En conclusion, cette biographie est exemplaire, à la mesure de ses ambitions, et pour le public visé, et peut même être placée à la hauteur de la biographie de Jonathan Edwards produite par George Marsden10. Cette biographie, ce labeur fruit de l’amour porté au plus grand apologète du 20e siècle est, et demeurera pour de nombreuses années, la biographie de C.S. Lewis. À moins que, comme promis, McGrath produise une version d’un niveau académique plus relevé qui entrera dans les nombreux débats propres aux biographes, ce que nuis suivront avec attention, et impatience !

__________________________________________________

Notes :

1 McGrath fut professeur de théologie historique, qui, pour certains, n’est pas à proprement parler de « l’histoire de l’église » mais qui relève cependant en partie du domaine historique. Cf. par exemple son A Life of John Calvin (1993).

2 Cet équilibre transparaît d’ailleurs dans de nombreux autre aspects de son œuvre.
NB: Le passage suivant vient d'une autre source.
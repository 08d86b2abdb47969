use std::time::{Duration, Instant};

use log::{debug, warn};
use serde::{Deserialize, Serialize};

use crate::direct::DirectSimulator;
use crate::incremental::IncrementalSimulator;
use crate::network::Network;
use crate::params::RunParams;
use crate::simulator::Simulator;
use crate::state::StateVector;

#[derive(Debug, Clone, Serialize, Deserialize)]
pub struct Verification {
    pub base: StateVector,
    pub fast: StateVector,
    pub matches: bool,
    pub base_duration: Duration,
    pub fast_duration: Duration,
}

#[derive(Debug, Clone, Serialize, Deserialize)]
pub struct BenchmarkReport {
    pub num_neurons: usize,
    pub num_edges: usize,
    pub num_steps: usize,
    pub base_duration: Duration,
    pub fast_duration: Duration,
}

#[derive(Debug, Clone, Default, Serialize, Deserialize)]
pub struct SweepSummary {
    pub instances: usize,
    /// Positions (in sweep order) of the instances whose results disagreed.
    pub mismatches: Vec<usize>,
}

impl SweepSummary {
    pub fn all_match(&self) -> bool {
        self.mismatches.is_empty()
    }
}

/// Runs `simulator`, timing only the simulation itself.
pub fn timed_run(
    simulator: &impl Simulator,
    network: &Network,
    num_steps: usize,
) -> (StateVector, Duration) {
    let wall_start = Instant::now();
    let states = simulator.run(network, num_steps);
    (states, wall_start.elapsed())
}

/// Runs the direct and incremental simulators on `network` and compares their final states.
///
/// A mismatch is reported through [`Verification::matches`], never as an error.
pub fn verify(network: &Network, num_steps: usize, run_params: &RunParams) -> Verification {
    verify_with(
        &DirectSimulator::from_params(run_params),
        &IncrementalSimulator::from_params(run_params),
        network,
        num_steps,
    )
}

pub fn verify_with(
    base_simulator: &impl Simulator,
    fast_simulator: &impl Simulator,
    network: &Network,
    num_steps: usize,
) -> Verification {
    let (base, base_duration) = timed_run(base_simulator, network, num_steps);
    let (fast, fast_duration) = timed_run(fast_simulator, network, num_steps);

    let matches = base == fast;
    if !matches {
        let diverging: Vec<usize> = base.diff(&fast).take(10).collect();
        warn!(
            "{} and {} disagree after {} steps, first diverging neurons: {:?}",
            base_simulator.name(),
            fast_simulator.name(),
            num_steps,
            diverging
        );
    }

    debug!(
        "verify: {} {:.6}s, {} {:.6}s, match {}",
        base_simulator.name(),
        base_duration.as_secs_f64(),
        fast_simulator.name(),
        fast_duration.as_secs_f64(),
        matches
    );

    Verification {
        base,
        fast,
        matches,
        base_duration,
        fast_duration,
    }
}

/// Times both simulators on `network` without cross-checking their results.
pub fn benchmark(network: &Network, num_steps: usize, run_params: &RunParams) -> BenchmarkReport {
    let (_, base_duration) =
        timed_run(&DirectSimulator::from_params(run_params), network, num_steps);
    let (_, fast_duration) = timed_run(
        &IncrementalSimulator::from_params(run_params),
        network,
        num_steps,
    );

    BenchmarkReport {
        num_neurons: network.num_neurons(),
        num_edges: network.num_edges(),
        num_steps,
        base_duration,
        fast_duration,
    }
}

/// Verifies every instance, continuing past mismatches.
pub fn sweep<'a>(
    instances: impl IntoIterator<Item = (&'a Network, usize)>,
    run_params: &RunParams,
) -> SweepSummary {
    let mut summary = SweepSummary::default();

    for (position, (network, num_steps)) in instances.into_iter().enumerate() {
        summary.instances += 1;
        if !verify(network, num_steps, run_params).matches {
            summary.mismatches.push(position);
        }
    }

    summary
}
Cf. par exemple son récent discours à Gresham College, « New Atheism – new apologetics: The use of science in recent christian apologetic writings », Gresham College, http://www.gresham.ac.uk, accédé le 1er avril 2014.

3 McGrath a récemment donné une conférence à King’s College, sur « Telling the Truth through Rational Argument: C. S. Lewis on the Reasonableness of Christian Faith », The Tablet, http://www.thetablet.co.uk, accédé le 2 avril 2014.

4 McGrath qualifie même Mme Moore, de « pierre d’angle » de la vie de Lewis dans cette période de la vie de Lewis (1919-1927).

5 Cf. G.E.M. Anscombe, Faith in a Hard Ground:Essays on Religion, Philosophy and Ethics, St. Andrews Studies XI, 2008.

6 En cela, il est assez comparable à Tolkien. Pourtant celui-ci n’eut jamais (trop!) de problèmes.

7 Jerry Root, « Does C. S. Lewis Have Something to Hide?22 novembre, 2013.

8 Pour ce qui est de cette très mauvaise recension (non pas en sa conclusion, mais en sa rédaction), on notera que Root ne cite jamais McGrath (ne serait-ce que les numéros de page!), n’engage jamais les arguments de McGrath et se contente de critiquer, ce qui est une très pauvre manière d’écrire une recension.

9 Sam Leith, « CS Lewis: A Life: Eccentric Genius, Reluctant Prophet by Alister McGrath – review », The Guardian, http://www.theguardian.com, accédé le 2 avril 2014.

10 George M. Marsden, Jonathan Edwards: A Life, New Haven, Yale University Press, 2003.